Other European countries are unanimously protesting against Germany, claiming that its plan will seriously distort competition in the industrial sector, and more especially in the most energy-intensive businesses. In their defense, the Germans are arguing that their industrial output has dropped sharply due to rising energy costs: production has fallen by 70% in fertilizers, 8% in chemicals, and 8% in steel. Furthermore, 10% of automotive companies are cutting production (while an additional 30% are preparing such cuts), and there have been similar cutbacks in metallurgy, glass, paper, cement, and so on. But on various scales, all these production cuts are also occurring in other European countries. The CEO of a medium-sized French company, Well-in-Plast, which specializes in plastics, recently warned: “We are heading towards an industrial tsunami in France”. His company supplies major players in many fields such as the automotive industry, household appliances, heavy goods vehicles, agriculture, industry and even sports and leisure activities.
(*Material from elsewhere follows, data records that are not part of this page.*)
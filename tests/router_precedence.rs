// tests/router_precedence.rs
//
// Destination selection: override first, default always, then every rule's
// filters (include beats exclude, category set, min trust, sentiment).

use chrono::Utc;
use newsrelay::model::{ClassificationResult, Sentiment};
use newsrelay::router::{DeliveryRouter, DeliveryRule, MinTrust};
use newsrelay::{Item, ItemId, Source};

fn item(source: &str, category: &str, sentiment: Option<Sentiment>) -> Item {
    Item {
        id: ItemId::derive(None, Some("https://techwire.test/1"), "t", ""),
        title: "Chip plant opens".into(),
        content: "body".into(),
        link: Some("https://techwire.test/1".into()),
        image: None,
        source: source.into(),
        published: Utc::now(),
        fetched: Utc::now(),
        category: Some(category.into()),
        citations: vec![],
        classification: sentiment.map(|s| ClassificationResult {
            sentiment: s,
            ..Default::default()
        }),
        reliability: None,
        content_warning: None,
    }
}

fn techwire() -> Source {
    Source::new("TechWire", "https://techwire.test/rss")
        .with_category("Technology")
        .with_trust(0.9)
}

fn rule(dest: &str) -> DeliveryRule {
    DeliveryRule::new(dest)
}

#[test]
fn scenario_a_default_plus_matching_rules() {
    let rules = vec![
        DeliveryRule { categories: vec!["Technology".into()], min_trust: MinTrust::Number(0.9), ..rule("tech") },
        DeliveryRule { categories: vec!["Technology".into()], min_trust: MinTrust::Number(0.95), ..rule("strict") },
        DeliveryRule { categories: vec!["Sports".into()], ..rule("sports") },
        rule("everything"),
    ];
    let router = DeliveryRouter::new("general", &rules);
    let dests = router.route(&item("TechWire", "Technology", None), &techwire());
    assert_eq!(dests, vec!["general", "tech", "everything"]);
}

#[test]
fn scenario_d_exclude_list_blocks_otherwise_matching_rule() {
    let rules = vec![DeliveryRule {
        categories: vec!["Technology".into()],
        exclude_sources: vec!["TechWire".into()],
        include_sources: vec![],
        ..rule("curated")
    }];
    let router = DeliveryRouter::new("general", &rules);
    let dests = router.route(&item("TechWire", "Technology", None), &techwire());
    assert_eq!(dests, vec!["general"]);
}

#[test]
fn include_list_beats_exclude_list() {
    let rules = vec![DeliveryRule {
        exclude_sources: vec!["techwire".into()],
        include_sources: vec!["TECHWIRE".into()],
        ..rule("curated")
    }];
    let router = DeliveryRouter::new("general", &rules);
    assert_eq!(
        router.route(&item("TechWire", "Technology", None), &techwire()),
        vec!["general", "curated"]
    );
}

#[test]
fn override_wins_even_with_no_rules_or_exclusion() {
    let src = techwire().with_override("tech-only");
    let it = item("TechWire", "Technology", None);

    assert_eq!(DeliveryRouter::new("general", &[]).route(&it, &src), vec!["tech-only"]);

    let rules = vec![DeliveryRule {
        exclude_sources: vec!["TechWire".into()],
        ..rule("tech-only")
    }];
    assert_eq!(DeliveryRouter::new("general", &rules).route(&it, &src), vec!["tech-only"]);
}

#[test]
fn min_trust_accepts_numbers_and_numeric_strings_only() {
    let it = item("TechWire", "Technology", None);
    let rules = vec![
        DeliveryRule { min_trust: MinTrust::Text("0.85".into()), ..rule("text-ok") },
        DeliveryRule { min_trust: MinTrust::Text("high".into()), ..rule("unparseable") },
        DeliveryRule { min_trust: MinTrust::Number(1.5), ..rule("out-of-range") },
        DeliveryRule { min_trust: MinTrust::Number(0.91), ..rule("too-strict") },
    ];
    assert_eq!(
        DeliveryRouter::new("general", &rules).route(&it, &techwire()),
        vec!["general", "text-ok"]
    );
}

#[test]
fn sentiment_filter_is_case_insensitive_and_unclassified_is_neutral() {
    let rules = vec![
        DeliveryRule { sentiment_filter: "Positive".into(), ..rule("good-news") },
        DeliveryRule { sentiment_filter: "NEUTRAL".into(), ..rule("neutral") },
        DeliveryRule { sentiment_filter: "ALL".into(), ..rule("all") },
    ];
    let router = DeliveryRouter::new("general", &rules);

    let positive = item("TechWire", "Technology", Some(Sentiment::Positive));
    assert_eq!(router.route(&positive, &techwire()), vec!["general", "good-news", "all"]);

    let unclassified = item("TechWire", "Technology", None);
    assert_eq!(router.route(&unclassified, &techwire()), vec!["general", "neutral", "all"]);
}

#[test]
fn destinations_are_deduplicated_in_order() {
    let rules = vec![rule("general"), rule("b"), rule("b"), rule("a")];
    let dests = DeliveryRouter::new("general", &rules).route(&item("TechWire", "Technology", None), &techwire());
    assert_eq!(dests, vec!["general", "b", "a"]);
}

#[test]
fn routing_is_deterministic() {
    let rules = vec![
        DeliveryRule { categories: vec!["technology".into()], ..rule("x") },
        DeliveryRule { exclude_sources: vec!["Other".into()], ..rule("y") },
    ];
    let router = DeliveryRouter::new("general", &rules);
    let it = item("TechWire", "Technology", Some(Sentiment::Negative));
    let first = router.route(&it, &techwire());
    for _ in 0..10 {
        assert_eq!(router.route(&it, &techwire()), first);
    }
}

#[test]
fn camel_case_rule_keys_are_accepted() {
    let json = r#"{
        "destination": "curated",
        "allowedCategories": ["Technology"],
        "excludeSources": ["TechWire"],
        "includeSources": [],
        "minTrust": "0.5",
        "sentimentFilter": "all",
        "maxItems": 3
    }"#;
    let r: DeliveryRule = serde_json::from_str(json).unwrap();
    assert_eq!(r.max_items, 3);
    assert_eq!(r.min_trust.threshold(), Some(0.5));
    assert!(!r.admits("TechWire", "Technology", 0.9, Sentiment::Neutral));
    assert!(r.admits("Other", "technology", 0.9, Sentiment::Neutral));
}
And from Doha (which he visited to sign an LNG deal on October 23), Shell CEO Ben van Beurden warned that Europe is facing “industrial” risks and that the crisis will “bring quite a bit of pressure on European economies, and perhaps also a lot of pressures for the political system in Europe”. In comparison, according to the American Chemistry Council, investments based on the abundance of low-cost natural gas exceeded $200 billion in the United States in mid-2022…
Gas: the new measures planned by the European Union On October 21, most European Union Member-States supported the proposals presented by the European Commission (EC) on October 18. Despite disagreements between countries about price caps in particular, the European Council called on the EC and the Council of Energy Ministers to “urgently submit concrete decisions on additional measures”, including: – voluntary joint purchases of gas, except for binding demand aggregation for 15% of storage filling needs, according to national needs, exploiting the Union’s collective market weight and making full use of the EU Energy Platform; – the introduction of a new complementary price benchmark by early 2023 that more accurately reflects conditions on the gas market; – a temporary dynamic price corridor on natural gas transactions to immediately limit episodes of excessive gas prices, designed in a way so as to not jeopardise security of supply and increase gas consumption; – a temporary EU framework to cap the price of gas in electricity generation, including a cost-and-benefit analysis; – improvements to the functioning of energy markets to increase market transparency, alleviate liquidity stress, eliminate factors that amplify the volatility of gas prices and preserve financial stability; The European Council also invited the Commission to “to speed up work on the structural reform of the electricity market, including an impact assessment”.